Some dirt did not wash away.

It sat behind the eyes. In the chest. In the quiet moments when there was nothing left to calculate.

He sat on the edge of the bed and let his hands rest loosely on his knees.

Once, siegecraft had felt clean to him. Cold, yes. Severe. But neutral. Walls failed because physics demanded they fail. Towers collapsed because stress exceeded tolerance. It had been a science, indifferent to who stood beneath the stone.

Now he knew better.

It was a blade without a conscience—sharpest in the hands of those who refused to look at what it cut.

His measurements had not merely broken walls. They had accelerated collapse. They had shortened resistance. They had made slaughter easier, faster, more complete. He had not held the musket. He had not given the order.

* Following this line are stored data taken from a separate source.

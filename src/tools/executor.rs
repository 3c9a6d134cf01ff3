//! 工具执行器
//!
//! 持有 ToolRegistry 与全局超时，execute(call) 在超时内调用 registry.execute，
//! 超时或失败时转为 AgentError（ToolTimeout / ToolExecutionFailed）；每次调用输出结构化审计日志（JSON）。

use std::time::{Duration, Instant};

use tokio::time::timeout;

use crate::core::AgentError;
use crate::memory::ToolCall;
use crate::tools::{ToolRegistry, ToolSpec};

/// 工具执行器：对每次调用施加超时，并将结果映射为 AgentError
pub struct ToolExecutor {
    registry: ToolRegistry,
    timeout: Duration,
}

impl ToolExecutor {
    pub fn new(registry: ToolRegistry, timeout_secs: u64) -> Self {
        Self {
            registry,
            timeout: Duration::from_secs(timeout_secs),
        }
    }

    /// 执行一次工具调用；未绑定的工具返回 HallucinatedTool
    pub async fn execute(&self, call: &ToolCall) -> Result<String, AgentError> {
        if !self.registry.contains(&call.tool) {
            return Err(AgentError::HallucinatedTool(call.tool.clone()));
        }

        let start = Instant::now();
        let args_preview = args_preview(&call.args);
        let result = timeout(
            self.timeout,
            self.registry.execute(&call.tool, call.args.clone()),
        )
        .await;

        let (ok, outcome): (bool, &str) = match &result {
            Ok(Ok(_)) => (true, "ok"),
            Ok(Err(_)) => (false, "error"),
            Err(_) => (false, "timeout"),
        };
        let audit = serde_json::json!({
            "event": "tool_audit",
            "tool": call.tool,
            "call_id": call.id,
            "ok": ok,
            "outcome": outcome,
            "duration_ms": start.elapsed().as_millis() as u64,
            "args_preview": args_preview,
        });
        tracing::info!(audit = %audit.to_string(), "tool");

        match result {
            Ok(Ok(content)) => Ok(content),
            Ok(Err(e)) => Err(AgentError::ToolExecutionFailed(format!("{}: {}", call.tool, e))),
            Err(_) => Err(AgentError::ToolTimeout(call.tool.clone())),
        }
    }

    /// 绑定工具的描述，按名称排序
    pub fn specs(&self) -> Vec<ToolSpec> {
        self.registry
            .tool_names()
            .iter()
            .filter_map(|name| self.registry.get(name))
            .map(|tool| ToolSpec::of(tool.as_ref()))
            .collect()
    }

    pub fn tool_names(&self) -> Vec<String> {
        self.registry.tool_names()
    }
}

fn args_preview(args: &serde_json::Value) -> String {
    let s = args.to_string();
    if s.len() > 200 {
        format!("{}...", s.chars().take(200).collect::<String>())
    } else {
        s
    }
}
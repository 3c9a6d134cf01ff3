//! 工具注册表
//!
//! 所有工具实现 Tool trait（name / description / execute），由 ToolRegistry 按名注册与查找。
//! description 会原样进入 Planner 的「同事能力」说明，以及 Oracle 的可用工具列表。

use std::collections::HashMap;
use std::sync::Arc;

use async_trait::async_trait;
use serde::Serialize;
use serde_json::Value;

use crate::core::AgentError;

/// 工具 trait：名称、描述（供 LLM 理解）、参数 schema、异步执行（args 为 JSON）
#[async_trait]
pub trait Tool: Send + Sync {
    /// 工具名称（工具调用中的 "tool" 字段）
    fn name(&self) -> &str;

    /// 工具能力描述
    fn description(&self) -> &str;

    /// 参数 JSON Schema
    fn parameters_schema(&self) -> Value {
        serde_json::json!({
            "type": "object",
            "properties": {},
            "required": []
        })
    }

    async fn execute(&self, args: Value) -> Result<String, String>;
}

/// 工具的静态描述，随决策请求交给 Oracle
#[derive(Debug, Clone, PartialEq, Serialize)]
pub struct ToolSpec {
    pub name: String,
    pub description: String,
    pub parameters: Value,
}

impl ToolSpec {
    pub fn of(tool: &dyn Tool) -> Self {
        Self {
            name: tool.name().to_string(),
            description: tool.description().to_string(),
            parameters: tool.parameters_schema(),
        }
    }
}

/// 工具注册表：按名称存储 Arc<dyn Tool>
#[derive(Default, Clone)]
pub struct ToolRegistry {
    tools: HashMap<String, Arc<dyn Tool>>,
}

impl ToolRegistry {
    pub fn new() -> Self {
        Self::default()
    }

    /// 由一组已构造的工具建立注册表（Agent 的固定工具集）
    pub fn from_tools(tools: &[Arc<dyn Tool>]) -> Self {
        let mut registry = Self::new();
        for tool in tools {
            registry.register_arc(tool.clone());
        }
        registry
    }

    pub fn register(&mut self, tool: impl Tool + 'static) {
        self.register_arc(Arc::new(tool));
    }

    pub fn register_arc(&mut self, tool: Arc<dyn Tool>) {
        self.tools.insert(tool.name().to_string(), tool);
    }

    pub fn get(&self, name: &str) -> Option<Arc<dyn Tool>> {
        self.tools.get(name).cloned()
    }

    pub fn contains(&self, name: &str) -> bool {
        self.tools.contains_key(name)
    }

    /// 按名称解析一组工具（声明式 Topic 配置用），保持给定顺序；任一未注册即为配置错误
    pub fn resolve(&self, names: &[String]) -> Result<Vec<Arc<dyn Tool>>, AgentError> {
        names
            .iter()
            .map(|name| {
                self.get(name)
                    .ok_or_else(|| AgentError::ConfigError(format!("Unknown tool: {name}")))
            })
            .collect()
    }

    pub async fn execute(&self, name: &str, args: Value) -> Result<String, String> {
        let tool = self
            .tools
            .get(name)
            .ok_or_else(|| format!("Unknown tool: {name}"))?;
        tool.execute(args).await
    }

    pub fn tool_names(&self) -> Vec<String> {
        let mut names: Vec<String> = self.tools.keys().cloned().collect();
        names.sort();
        names
    }

    pub fn len(&self) -> usize {
        self.tools.len()
    }

    pub fn is_empty(&self) -> bool {
        self.tools.is_empty()
    }
}
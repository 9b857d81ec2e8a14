//! Accumulating builder for build configurations.

use std::collections::btree_map::Entry;
use std::path::PathBuf;

use pulito_discovery::CompleteDemo;

use crate::model::{BuildConfiguration, OutputDescriptor, Plugin};
use crate::synth::SynthesisError;

/// Adds entries and plugins to a configuration, consuming itself at each step.
#[derive(Debug, Clone)]
pub struct ConfigBuilder {
    config: BuildConfiguration,
}

impl From<BuildConfiguration> for ConfigBuilder {
    fn from(config: BuildConfiguration) -> Self {
        Self { config }
    }
}

impl ConfigBuilder {
    /// Add an entry point. Entry names must be unique.
    pub fn entry(
        mut self,
        name: impl Into<String>,
        script: impl Into<PathBuf>,
    ) -> Result<Self, SynthesisError> {
        match self.config.entry.entry(name.into()) {
            Entry::Occupied(existing) => {
                return Err(SynthesisError::DuplicateEntryName {
                    name: existing.key().clone(),
                    existing: existing.get().clone(),
                    duplicate: script.into(),
                });
            }
            Entry::Vacant(slot) => {
                slot.insert(script.into());
            }
        }
        Ok(self)
    }

    /// Append a plugin after the existing ones.
    pub fn plugin(mut self, plugin: Plugin) -> Self {
        self.config.plugins.push(plugin);
        self
    }

    /// Add a demo as an entry plus the page generated for it.
    pub fn demo(self, demo: &CompleteDemo) -> Result<Self, SynthesisError> {
        let descriptor = OutputDescriptor::for_entry(&demo.name, &demo.markup);
        Ok(self
            .entry(demo.name.clone(), demo.script.clone())?
            .plugin(Plugin::Html(descriptor)))
    }

    /// Finish building.
    pub fn build(self) -> BuildConfiguration {
        self.config
    }
}
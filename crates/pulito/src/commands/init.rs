//! Initialize pulito in a project.

use std::fs;
use std::path::Path;

use anyhow::{Context, Result};

/// Run the init command.
pub fn run(config_path: &Path, yes: bool) -> Result<()> {
    if config_path.exists() && !yes {
        tracing::warn!(
            "{} already exists. Use --yes to overwrite.",
            config_path.display()
        );
        return Ok(());
    }

    fs::write(config_path, DEFAULT_CONFIG)
        .with_context(|| format!("Failed to write {}", config_path.display()))?;
    tracing::info!("Created {}", config_path.display());
    tracing::info!("Run 'pulito config' to generate the bundler configuration.");

    Ok(())
}

const DEFAULT_CONFIG: &str = r#"# Pulito Configuration

[demos]
# Each component directory may hold one demo script and one demo page
script_suffix = "-demo.js"
markup_suffix = "-demo.html"

# Fail instead of warning when only one of the two is present
strict = false

[output]
# Output directory, relative to the project
dir = "dist"

# Bundle filename pattern
filename = "[name]-bundle.js?[chunkhash]"

# Public URL prefix
public_path = "/"

[toolkit]
# Directory holding the shared loaders and postcss.config.js
dir = "."

# Extra module rules
# [[rules]]
# test = "\\.svg$"
# loaders = ["svg-inline-loader"]
"#;
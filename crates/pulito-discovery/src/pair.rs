//! Demo pair validation.

use std::path::{Path, PathBuf};

use crate::conventions::DemoKind;
use crate::scanner::{CandidateSet, DiscoveryError};

/// How much of a demo a component directory provides.
#[derive(Debug, Clone, Copy, PartialEq, Eq)]
pub enum PairState {
    /// Both the script and the template are present
    Complete,
    /// Exactly one of the two is present
    Partial,
    /// Neither is present; the directory is not a component
    Absent,
}

/// The validated demo files of one component directory.
#[derive(Debug, Clone, PartialEq, Eq)]
pub struct DemoPair {
    /// Base name of the component directory
    pub name: String,

    /// Component directory
    pub dir: PathBuf,

    /// Demo script, if any
    pub script: Option<PathBuf>,

    /// Demo template, if any
    pub markup: Option<PathBuf>,
}

/// A component with both demo files, ready to become a build entry.
#[derive(Debug, Clone, PartialEq, Eq)]
pub struct CompleteDemo {
    pub name: String,
    pub dir: PathBuf,
    pub script: PathBuf,
    pub markup: PathBuf,
}

/// A component directory holding only one of the two demo files.
#[derive(Debug, Clone, PartialEq, Eq)]
pub struct PartialDemo {
    pub name: String,
    pub dir: PathBuf,
    /// The kind of file that was not found
    pub missing: DemoKind,
}

/// Outcome of classifying a pair.
#[derive(Debug, Clone, PartialEq, Eq)]
pub enum Classified {
    Complete(CompleteDemo),
    Partial(PartialDemo),
    Absent,
}

impl DemoPair {
    /// Validate raw candidates: at most one file of each kind.
    ///
    /// A second match of either kind is a naming convention violation that
    /// names the directory and the second file found.
    pub fn from_candidates(set: CandidateSet) -> Result<Self, DiscoveryError> {
        let name = set.name();
        let script = single(&set.dir, set.scripts, DemoKind::Script)?;
        let markup = single(&set.dir, set.markups, DemoKind::Markup)?;

        Ok(Self {
            name,
            dir: set.dir,
            script,
            markup,
        })
    }

    /// Current state of the pair.
    pub fn state(&self) -> PairState {
        match (&self.script, &self.markup) {
            (Some(_), Some(_)) => PairState::Complete,
            (None, None) => PairState::Absent,
            _ => PairState::Partial,
        }
    }

    /// Split the pair by state.
    pub fn classify(self) -> Classified {
        match (self.script, self.markup) {
            (Some(script), Some(markup)) => Classified::Complete(CompleteDemo {
                name: self.name,
                dir: self.dir,
                script,
                markup,
            }),
            (Some(_), None) => Classified::Partial(PartialDemo {
                name: self.name,
                dir: self.dir,
                missing: DemoKind::Markup,
            }),
            (None, Some(_)) => Classified::Partial(PartialDemo {
                name: self.name,
                dir: self.dir,
                missing: DemoKind::Script,
            }),
            (None, None) => Classified::Absent,
        }
    }
}

fn single(
    dir: &Path,
    mut candidates: Vec<PathBuf>,
    kind: DemoKind,
) -> Result<Option<PathBuf>, DiscoveryError> {
    if candidates.len() > 1 {
        return Err(DiscoveryError::ConventionViolation {
            dir: dir.to_path_buf(),
            file: candidates.swap_remove(1),
            kind,
        });
    }
    Ok(candidates.pop())
}

#[cfg(test)]
mod tests {
    use super::*;
    use pretty_assertions::assert_eq;

    fn candidates(scripts: &[&str], markups: &[&str]) -> CandidateSet {
        let dir = PathBuf::from("components/widget-sk");
        CandidateSet {
            scripts: scripts.iter().map(|f| dir.join(f)).collect(),
            markups: markups.iter().map(|f| dir.join(f)).collect(),
            dir,
        }
    }

    #[test]
    fn complete_pair_is_promoted() {
        let pair = DemoPair::from_candidates(candidates(
            &["widget-sk-demo.js"],
            &["widget-sk-demo.html"],
        ))
        .unwrap();

        assert_eq!(pair.state(), PairState::Complete);
        assert_eq!(
            pair.classify(),
            Classified::Complete(CompleteDemo {
                name: "widget-sk".to_string(),
                dir: PathBuf::from("components/widget-sk"),
                script: PathBuf::from("components/widget-sk/widget-sk-demo.js"),
                markup: PathBuf::from("components/widget-sk/widget-sk-demo.html"),
            })
        );
    }

    #[test]
    fn one_sided_pair_is_partial() {
        let pair = DemoPair::from_candidates(candidates(&["widget-sk-demo.js"], &[])).unwrap();

        assert_eq!(pair.state(), PairState::Partial);
        match pair.classify() {
            Classified::Partial(partial) => assert_eq!(partial.missing, DemoKind::Markup),
            other => panic!("expected partial pair, got {:?}", other),
        }
    }

    #[test]
    fn empty_directory_is_absent() {
        let pair = DemoPair::from_candidates(candidates(&[], &[])).unwrap();

        assert_eq!(pair.state(), PairState::Absent);
        assert_eq!(pair.classify(), Classified::Absent);
    }

    #[test]
    fn second_script_violates_convention() {
        let result = DemoPair::from_candidates(candidates(
            &["widget-sk-demo.js", "widget-sk-v2-demo.js"],
            &["widget-sk-demo.html"],
        ));

        match result {
            Err(DiscoveryError::ConventionViolation { dir, file, kind }) => {
                assert_eq!(dir, PathBuf::from("components/widget-sk"));
                assert_eq!(
                    file,
                    PathBuf::from("components/widget-sk/widget-sk-v2-demo.js")
                );
                assert_eq!(kind, DemoKind::Script);
            }
            other => panic!("expected convention violation, got {:?}", other),
        }
    }

    #[test]
    fn second_markup_violates_convention() {
        let result = DemoPair::from_candidates(candidates(
            &[],
            &["a-demo.html", "b-demo.html", "c-demo.html"],
        ));

        assert!(matches!(
            result,
            Err(DiscoveryError::ConventionViolation {
                kind: DemoKind::Markup,
                ..
            })
        ));
    }
}
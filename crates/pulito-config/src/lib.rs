//! Bundler configuration synthesis for component demo pages.
//!
//! Starts from a shared base configuration and, in development mode, adds one
//! entry point and one generated HTML page for every component directory that
//! carries a demo. Production builds get a minifier instead.

pub mod builder;
pub mod mode;
pub mod model;
pub mod synth;
pub mod template;

pub use builder::ConfigBuilder;
pub use mode::{Mode, MODE_ENV_VAR};
pub use model::{
    BuildConfiguration, LoaderUse, ModuleRules, OptimizerDescriptor, Output, OutputDescriptor,
    Plugin, ResolveLoader, Rule, RuleError,
};
pub use synth::{
    add_demos, common_builder, synthesize, Synthesis, SynthesisError, SynthesisOptions,
};
pub use template::{base_configuration, TemplateOptions};
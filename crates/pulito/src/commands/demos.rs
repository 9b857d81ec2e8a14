//! Demo listing command.

use std::io::{self, Write};
use std::path::Path;

use anyhow::{Context, Result};
use pulito_discovery::{discover_demos, DemoConventions, Discovery};

use crate::settings::Settings;

/// Run the demos command.
pub fn run(settings: &Settings, root: &Path) -> Result<()> {
    let conventions = settings.conventions();
    let discovery = discover_demos(root, &conventions)
        .with_context(|| format!("Failed to discover demos in {}", root.display()))?;

    let stdout = io::stdout();
    write_listing(&mut stdout.lock(), &discovery, root, &conventions)
        .context("Failed to write demo listing")?;

    tracing::info!(
        "Found {} demo(s), {} incomplete",
        discovery.demos.len(),
        discovery.partial.len()
    );

    Ok(())
}

/// One line per component: complete demos with their two files, then the
/// incomplete ones with the file they lack.
fn write_listing(
    out: &mut impl Write,
    discovery: &Discovery,
    root: &Path,
    conventions: &DemoConventions,
) -> io::Result<()> {
    for demo in &discovery.demos {
        writeln!(
            out,
            "{}\t{}\t{}",
            demo.name,
            display_relative(&demo.script, root),
            display_relative(&demo.markup, root)
        )?;
    }

    for partial in &discovery.partial {
        writeln!(
            out,
            "{}\tmissing {} (*{})",
            partial.name,
            partial.missing,
            conventions.suffix(partial.missing)
        )?;
    }

    Ok(())
}

fn display_relative(path: &Path, root: &Path) -> String {
    path.strip_prefix(root).unwrap_or(path).display().to_string()
}
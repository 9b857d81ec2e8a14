//! CLI command implementations.

pub mod config;
pub mod demos;
pub mod init;
//! Configuration synthesis from discovered demos.

use std::path::{Path, PathBuf};

use pulito_discovery::{
    discover_demos, CompleteDemo, DemoConventions, DemoKind, DiscoveryError, PartialDemo,
};

use crate::builder::ConfigBuilder;
use crate::mode::Mode;
use crate::model::{BuildConfiguration, OptimizerDescriptor, Plugin};
use crate::template::{base_configuration, TemplateOptions};

/// Options controlling one synthesis run.
#[derive(Debug, Clone, Default)]
pub struct SynthesisOptions {
    /// Build mode
    pub mode: Mode,

    /// Demo file naming conventions
    pub conventions: DemoConventions,

    /// Treat a directory with only one demo file as an error
    pub strict: bool,
}

/// A synthesized configuration and the problems noticed along the way.
#[derive(Debug, Clone)]
pub struct Synthesis {
    pub config: BuildConfiguration,

    /// Directories skipped because they hold only one demo file
    pub warnings: Vec<PartialDemo>,
}

/// Errors that abort synthesis. No configuration is produced.
#[derive(Debug, thiserror::Error)]
pub enum SynthesisError {
    #[error(transparent)]
    Discovery(#[from] DiscoveryError),

    #[error(
        "Duplicate entry name '{name}': {} conflicts with {}",
        .duplicate.display(),
        .existing.display()
    )]
    DuplicateEntryName {
        name: String,
        existing: PathBuf,
        duplicate: PathBuf,
    },

    #[error(
        "{}: an element needs both a script and a markup demo file (missing {missing})",
        .dir.display()
    )]
    PartialComponent { dir: PathBuf, missing: DemoKind },
}

/// Complete `base` for the components under `root`.
///
/// Production appends the minifier and never touches the filesystem.
/// Development adds one entry and one page per complete demo, in directory
/// name order.
pub fn synthesize(
    root: &Path,
    base: BuildConfiguration,
    options: &SynthesisOptions,
) -> Result<Synthesis, SynthesisError> {
    let builder = ConfigBuilder::from(base);

    match options.mode {
        Mode::Production => {
            tracing::debug!("Production mode, skipping demo discovery");
            Ok(Synthesis {
                config: builder
                    .plugin(Plugin::Minify(OptimizerDescriptor::default()))
                    .build(),
                warnings: Vec::new(),
            })
        }
        Mode::Development => {
            let discovery = discover_demos(root, &options.conventions)?;
            report_partials(&discovery.partial, options)?;

            let config = add_demos(builder, &discovery.demos)?.build();

            tracing::info!(
                "Added {} demo page(s) from {}",
                discovery.demos.len(),
                root.display()
            );

            Ok(Synthesis {
                config,
                warnings: discovery.partial,
            })
        }
    }
}

/// Reject partial demos in strict mode, otherwise warn about each one.
fn report_partials(
    partial: &[PartialDemo],
    options: &SynthesisOptions,
) -> Result<(), SynthesisError> {
    if options.strict {
        if let Some(first) = partial.first() {
            return Err(SynthesisError::PartialComponent {
                dir: first.dir.clone(),
                missing: first.missing,
            });
        }
    }

    for demo in partial {
        tracing::warn!(
            "{}: an element needs both a script and a markup demo file (missing {} ending in '{}')",
            demo.dir.display(),
            demo.missing,
            options.conventions.suffix(demo.missing)
        );
    }

    Ok(())
}

/// Add every demo, in order, to `builder`.
pub fn add_demos(
    builder: ConfigBuilder,
    demos: &[CompleteDemo],
) -> Result<ConfigBuilder, SynthesisError> {
    demos.iter().try_fold(builder, |builder, demo| builder.demo(demo))
}

/// Base configuration for `project_dir` with the demos under it wired in.
///
/// The project directory is made absolute first, so entries, templates and
/// output paths all share the same absolute prefix.
pub fn common_builder(
    project_dir: &Path,
    template: &TemplateOptions,
    options: &SynthesisOptions,
) -> Result<Synthesis, SynthesisError> {
    let project_dir =
        std::path::absolute(project_dir).map_err(|source| DiscoveryError::Traversal {
            path: project_dir.to_path_buf(),
            source,
        })?;

    synthesize(
        &project_dir,
        base_configuration(&project_dir, template),
        options,
    )
}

But he had made the arithmetic work.

Outside, the city lay quiet, broken open and already being abandoned by those who could flee. Beyond it, the road to Acre stretched northward, waiting. Soon he would walk it again, notebook in hand, eyes measuring ground and distance, because that was what he was for.

The campaign would move on.

Victories would be claimed. Dispatches written. History would compress Jaffa into a paragraph, perhaps a footnote.

Aiden sat in the dimness and wondered—truly wondered—whether any victory could outweigh what Jaffa had cost them.

Not in men.

But in what they had taught themselves to accept.

When he finally lay down, sleep did not come easily. And when it did, the sand followed him into his dreams, dark and heavy, refusing to be washed clean.